This shows that decoding errors for actual positions were more evenly distributed between positive and negative values. In contrast, decoding errors for relative positions were predominantly positive, suggesting decoded positions were closer to the target ahead than to the mice’s actual location. By analyzing the ratio of positive to negative values for each data group, we found that positive values were more frequent when decoding for relative positions (Fig 5E), suggesting that neurons encode relative positions nearer to the target, or expected positions, rather than the mouse itself.
Due to the high decoding accuracies, the median decoding errors were frequently zero. We compared average decoding errors across all subjects for each data group (Fig 5D). Results showed significantly higher decoding accuracy for actual positions than for relative positions, with no significant difference in decoding error between DSVC cells and DSVA cells. Additionally, classifier decoding probabilities (Fig 5C) showed a significant difference between actual and relative positions for DSVA cells, but not for DSVC cells.
Discussion
This study reveals the primary visual cortex (V1) as a dynamic processor of depth information, capable of adapting its role based on behavioral context. We investigated V1 neuronal activity in both passive and active depth-perception scenarios, discovering distinct neuronal populations engaged in different aspects of depth processing. Specifically, our results demonstrate that while one subset of V1 neurons encodes depth information in response to passive, non-directed stimuli, another group is selectively active during decision-making tasks that require active depth discrimination. These findings underscore a functional segregation within V1 that is indicative of its complex role beyond basic visual processing.
Passive depth perception and context-dependent neural encoding
Depth information is crucial for animals to perceive and navigate the scale of three-dimensional space [1], rising questions about how it is received and processed. In the visual cliff paradigm, a well-established model for studying depth perception, we identified neurons in V1 that passively respond to depth cues, even in the absence of a targeted behavioral objective. This response mirrors real-world settings where animals passively gather spatial information as they navigate their environment [36]. This observation aligns with findings in other sensory modalities, where cortical areas respond selectively to environmental context cues, enabling efficient sensory integration [37,38].
Active depth discrimination and cognitive engagement in V1
While depth is a key type of spatial information [39], how do neuronal patterns change when depth becomes the main criterion for decision-making? Few behavioral paradigms are available to study depth cognition, with varying effectiveness in probing depth-related neuronal patterns. For example, popular paradigms like the visual water task [40] and jumping experiments [41,42] restrict certain in vivo recording techniques. In this study, we designed the VSLM task, to examine active depth perception, required animals to utilize depth information actively in decision-making, rewarding correct distance judgments. Our analysis showed that a distinct group of V1 neurons was preferentially active during the decision-making phase of this task, revealing a form of active, depth-dependent coding.

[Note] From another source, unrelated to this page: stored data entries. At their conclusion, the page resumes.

use crate::commands::{run_allocate, run_counter, run_policy_check};
use chrono::NaiveDate;
use clap::{Args, Parser, Subcommand};
use mentor_allocation::config::AppConfig;
use mentor_allocation::error::AppError;
use mentor_allocation::telemetry;
use std::path::PathBuf;

#[derive(Parser, Debug)]
#[command(
    name = "Mentor Allocator",
    about = "Allocate students to mentors and assign registration ids from CSV rosters",
    version
)]
struct Cli {
    #[command(subcommand)]
    command: Command,
}

#[derive(Subcommand, Debug)]
enum Command {
    /// Run an allocation batch over a student table and a mentor pool
    Allocate(AllocateArgs),
    /// Assign registration ids to a student roster
    Counter(CounterArgs),
    /// Inspect the allocation policy document
    Policy {
        #[command(subcommand)]
        command: PolicyCommand,
    },
}

#[derive(Subcommand, Debug)]
enum PolicyCommand {
    /// Validate the policy and print its ranking chain
    Check(PolicyArgs),
}

#[derive(Args, Debug, Default)]
pub(crate) struct PolicyArgs {
    /// Policy document (defaults to APP_POLICY_PATH)
    #[arg(long)]
    pub(crate) policy: Option<PathBuf>,
    /// Fill missing optional policy sections with defaults instead of failing
    #[arg(long)]
    pub(crate) migrate: bool,
}

#[derive(Args, Debug)]
pub(crate) struct AllocateArgs {
    /// Student CSV, processed in row order
    #[arg(long)]
    pub(crate) students: PathBuf,
    /// Mentor pool CSV with remaining capacity
    #[arg(long)]
    pub(crate) pool: PathBuf,
    #[command(flatten)]
    pub(crate) policy: PolicyArgs,
    /// Output directory (defaults to APP_OUTPUT_DIR)
    #[arg(long)]
    pub(crate) out: Option<PathBuf>,
}

#[derive(Args, Debug)]
pub(crate) struct CounterArgs {
    /// Student roster with national id and gender columns
    #[arg(long)]
    pub(crate) roster: PathBuf,
    /// Prior-year roster whose ids are reused
    #[arg(long)]
    pub(crate) prior: Option<PathBuf>,
    /// Current-year roster of ids already issued
    #[arg(long)]
    pub(crate) current: Option<PathBuf>,
    /// Academic year (e.g. 1404); defaults to APP_ACADEMIC_YEAR, then --as-of
    #[arg(long)]
    pub(crate) year: Option<u16>,
    /// Date used to derive the academic year when none is configured (YYYY-MM-DD)
    #[arg(long, value_parser = parse_date)]
    pub(crate) as_of: Option<NaiveDate>,
    #[command(flatten)]
    pub(crate) policy: PolicyArgs,
    /// Output directory (defaults to APP_OUTPUT_DIR)
    #[arg(long)]
    pub(crate) out: Option<PathBuf>,
}

pub(crate) fn run() -> Result<(), AppError> {
    let cli = Cli::parse();
    let config = AppConfig::load()?;
    telemetry::init(&config.telemetry)?;

    match cli.command {
        Command::Allocate(args) => run_allocate(args, &config),
        Command::Counter(args) => run_counter(args, &config),
        Command::Policy {
            command: PolicyCommand::Check(args),
        } => run_policy_check(args, &config),
    }
}

fn parse_date(raw: &str) -> Result<NaiveDate, String> {
    NaiveDate::parse_from_str(raw.trim(), "%Y-%m-%d")
        .map_err(|err| format!("failed to parse '{raw}' as YYYY-MM-DD ({err})"))
}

These depth-sensitive cells exhibited specific patterns of neural activity corresponding to correct versus incorrect choices, supporting the notion that V1 contributes to cognitive processes that extend beyond simple sensory reception. This active engagement of V1 in a task-driven context indicates that, in addition to providing a visual spatial map, V1 may play a role in higher-order processes, such as decision-making and spatial memory formation.
Functional segregation and cross-task consistency in depth-related processing
By comparing depth-sensitive neuronal populations across both tasks, we observed a notable lack of overlap between the passive and active depth-responsive cells, suggesting a form of functional segregation within V1. These findings point to specialized V1 subpopulations that may be independently recruited based on task demands, possibly facilitating efficient, context-specific processing. Such functional segregation within V1 might reflect its broader role in multisensory integration and spatial navigation, supporting the idea that primary visual cortex processing is not merely static but highly adaptive [43,44].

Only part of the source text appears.